Data under study section start

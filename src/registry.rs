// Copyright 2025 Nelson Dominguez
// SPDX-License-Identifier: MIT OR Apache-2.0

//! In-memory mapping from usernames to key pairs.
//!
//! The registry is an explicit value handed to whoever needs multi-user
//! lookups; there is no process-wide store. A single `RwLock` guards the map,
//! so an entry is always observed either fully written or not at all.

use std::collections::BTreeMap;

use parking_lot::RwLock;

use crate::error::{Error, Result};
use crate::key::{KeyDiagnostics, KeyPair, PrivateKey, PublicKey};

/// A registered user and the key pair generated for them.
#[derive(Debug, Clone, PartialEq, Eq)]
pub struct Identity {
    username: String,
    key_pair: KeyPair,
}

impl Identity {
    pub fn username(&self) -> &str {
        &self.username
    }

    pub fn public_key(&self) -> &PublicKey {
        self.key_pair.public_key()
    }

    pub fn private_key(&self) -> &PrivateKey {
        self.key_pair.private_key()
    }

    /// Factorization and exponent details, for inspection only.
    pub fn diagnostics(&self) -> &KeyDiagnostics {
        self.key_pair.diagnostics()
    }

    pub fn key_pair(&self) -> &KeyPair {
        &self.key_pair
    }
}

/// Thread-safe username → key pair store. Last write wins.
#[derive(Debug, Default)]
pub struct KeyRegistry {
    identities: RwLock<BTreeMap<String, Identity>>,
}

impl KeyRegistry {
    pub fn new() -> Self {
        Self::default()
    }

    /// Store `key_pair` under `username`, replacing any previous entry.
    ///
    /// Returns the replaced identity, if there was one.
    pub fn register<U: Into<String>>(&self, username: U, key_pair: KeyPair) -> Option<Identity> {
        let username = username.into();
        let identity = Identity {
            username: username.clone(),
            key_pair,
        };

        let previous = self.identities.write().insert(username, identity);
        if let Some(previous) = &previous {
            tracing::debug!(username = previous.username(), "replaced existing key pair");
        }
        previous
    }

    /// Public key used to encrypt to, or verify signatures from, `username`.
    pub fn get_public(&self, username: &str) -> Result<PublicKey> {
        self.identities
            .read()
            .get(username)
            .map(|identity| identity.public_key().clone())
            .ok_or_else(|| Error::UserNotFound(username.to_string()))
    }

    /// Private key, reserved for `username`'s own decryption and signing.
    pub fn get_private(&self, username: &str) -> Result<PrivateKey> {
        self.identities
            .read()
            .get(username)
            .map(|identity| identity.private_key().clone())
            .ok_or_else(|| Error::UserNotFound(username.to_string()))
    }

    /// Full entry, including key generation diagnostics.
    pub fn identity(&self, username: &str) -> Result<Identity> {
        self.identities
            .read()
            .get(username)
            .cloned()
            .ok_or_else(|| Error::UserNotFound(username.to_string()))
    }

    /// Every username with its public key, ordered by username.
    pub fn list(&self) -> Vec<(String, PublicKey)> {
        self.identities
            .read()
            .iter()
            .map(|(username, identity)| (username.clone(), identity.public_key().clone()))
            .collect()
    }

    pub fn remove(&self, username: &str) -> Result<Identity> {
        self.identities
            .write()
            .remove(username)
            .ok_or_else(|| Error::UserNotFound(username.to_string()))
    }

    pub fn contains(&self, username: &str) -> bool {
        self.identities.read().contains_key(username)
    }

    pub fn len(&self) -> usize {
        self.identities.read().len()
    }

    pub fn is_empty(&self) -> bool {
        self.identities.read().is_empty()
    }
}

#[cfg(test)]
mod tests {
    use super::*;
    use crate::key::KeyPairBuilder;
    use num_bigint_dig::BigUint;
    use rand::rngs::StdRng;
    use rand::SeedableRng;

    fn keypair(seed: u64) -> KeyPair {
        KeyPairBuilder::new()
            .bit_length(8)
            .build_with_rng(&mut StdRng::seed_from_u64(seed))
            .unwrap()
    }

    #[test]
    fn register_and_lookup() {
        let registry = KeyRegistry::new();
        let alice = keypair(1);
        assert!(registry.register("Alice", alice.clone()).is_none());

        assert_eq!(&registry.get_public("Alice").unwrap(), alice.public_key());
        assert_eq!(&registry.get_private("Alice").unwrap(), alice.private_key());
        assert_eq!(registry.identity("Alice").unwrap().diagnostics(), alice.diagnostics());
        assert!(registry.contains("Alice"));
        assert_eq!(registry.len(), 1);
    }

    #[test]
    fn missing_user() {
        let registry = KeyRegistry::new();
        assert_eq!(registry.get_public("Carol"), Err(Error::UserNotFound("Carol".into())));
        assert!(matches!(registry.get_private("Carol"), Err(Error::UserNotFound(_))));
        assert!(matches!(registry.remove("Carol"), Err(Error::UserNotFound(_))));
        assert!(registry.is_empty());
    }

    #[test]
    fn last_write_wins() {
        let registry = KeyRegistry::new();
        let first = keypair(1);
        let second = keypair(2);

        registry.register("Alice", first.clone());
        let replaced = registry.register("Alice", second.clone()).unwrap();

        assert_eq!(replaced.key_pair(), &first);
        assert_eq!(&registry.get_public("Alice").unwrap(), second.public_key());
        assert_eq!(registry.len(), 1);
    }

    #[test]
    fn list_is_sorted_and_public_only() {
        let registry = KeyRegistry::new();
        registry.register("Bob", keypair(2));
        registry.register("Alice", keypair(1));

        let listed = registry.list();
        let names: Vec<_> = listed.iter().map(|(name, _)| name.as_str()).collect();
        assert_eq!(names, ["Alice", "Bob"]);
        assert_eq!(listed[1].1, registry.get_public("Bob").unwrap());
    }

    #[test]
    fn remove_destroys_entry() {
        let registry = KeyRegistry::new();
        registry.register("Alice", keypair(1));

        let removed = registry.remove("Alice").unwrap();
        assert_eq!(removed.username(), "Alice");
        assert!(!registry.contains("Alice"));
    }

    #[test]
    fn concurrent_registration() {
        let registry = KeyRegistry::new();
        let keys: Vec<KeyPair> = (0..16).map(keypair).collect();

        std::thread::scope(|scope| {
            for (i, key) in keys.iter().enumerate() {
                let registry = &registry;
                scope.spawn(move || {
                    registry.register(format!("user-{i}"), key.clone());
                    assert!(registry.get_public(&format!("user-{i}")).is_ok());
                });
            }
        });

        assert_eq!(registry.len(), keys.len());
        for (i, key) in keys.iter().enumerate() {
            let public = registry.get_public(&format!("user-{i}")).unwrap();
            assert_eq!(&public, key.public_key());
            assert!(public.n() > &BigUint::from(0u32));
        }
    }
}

Data under study section end
Data under study section start

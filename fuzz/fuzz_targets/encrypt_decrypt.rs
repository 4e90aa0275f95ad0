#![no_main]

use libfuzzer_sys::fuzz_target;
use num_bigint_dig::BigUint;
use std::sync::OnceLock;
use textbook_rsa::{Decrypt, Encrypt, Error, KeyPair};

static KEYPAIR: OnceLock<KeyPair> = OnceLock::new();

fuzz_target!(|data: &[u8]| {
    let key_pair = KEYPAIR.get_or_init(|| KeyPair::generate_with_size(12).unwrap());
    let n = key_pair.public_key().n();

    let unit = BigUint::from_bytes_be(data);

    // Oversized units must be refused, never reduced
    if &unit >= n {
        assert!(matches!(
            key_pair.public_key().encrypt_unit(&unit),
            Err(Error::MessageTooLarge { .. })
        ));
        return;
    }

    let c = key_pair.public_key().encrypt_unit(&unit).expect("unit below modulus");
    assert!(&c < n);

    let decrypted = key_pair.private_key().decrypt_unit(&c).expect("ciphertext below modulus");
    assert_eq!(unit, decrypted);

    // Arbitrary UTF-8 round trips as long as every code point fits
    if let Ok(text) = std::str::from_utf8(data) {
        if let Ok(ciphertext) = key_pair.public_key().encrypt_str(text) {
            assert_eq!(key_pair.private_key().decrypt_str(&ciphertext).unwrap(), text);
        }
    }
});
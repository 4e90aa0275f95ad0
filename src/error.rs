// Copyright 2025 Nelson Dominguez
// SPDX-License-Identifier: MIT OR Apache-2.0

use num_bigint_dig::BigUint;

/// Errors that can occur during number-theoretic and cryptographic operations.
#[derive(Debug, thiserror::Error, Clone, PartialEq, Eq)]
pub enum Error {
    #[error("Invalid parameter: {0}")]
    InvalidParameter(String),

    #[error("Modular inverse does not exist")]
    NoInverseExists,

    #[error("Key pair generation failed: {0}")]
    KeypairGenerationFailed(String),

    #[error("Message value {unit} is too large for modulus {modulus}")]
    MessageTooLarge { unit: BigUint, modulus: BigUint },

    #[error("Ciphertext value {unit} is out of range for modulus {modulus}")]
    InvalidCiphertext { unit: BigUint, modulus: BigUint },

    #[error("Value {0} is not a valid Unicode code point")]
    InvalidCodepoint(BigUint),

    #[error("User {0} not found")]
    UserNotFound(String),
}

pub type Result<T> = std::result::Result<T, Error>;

Data under study section end

Please give an exact copy of the entries above, from the line with "is too large" down to the line with "pub type Result<T>", inclusive, and nothing else.

#### Completed exercise:
    #[error("Message value {unit} is too large for modulus {modulus}")]
    MessageTooLarge { unit: BigUint, modulus: BigUint },

    #[error("Ciphertext value {unit} is out of range for modulus {modulus}")]
    InvalidCiphertext { unit: BigUint, modulus: BigUint },

    #[error("Value {0} is not a valid Unicode code point")]
    InvalidCodepoint(BigUint),

    #[error("User {0} not found")]
    UserNotFound(String),
}

pub type Result<T> = std::result::Result<T, Error>;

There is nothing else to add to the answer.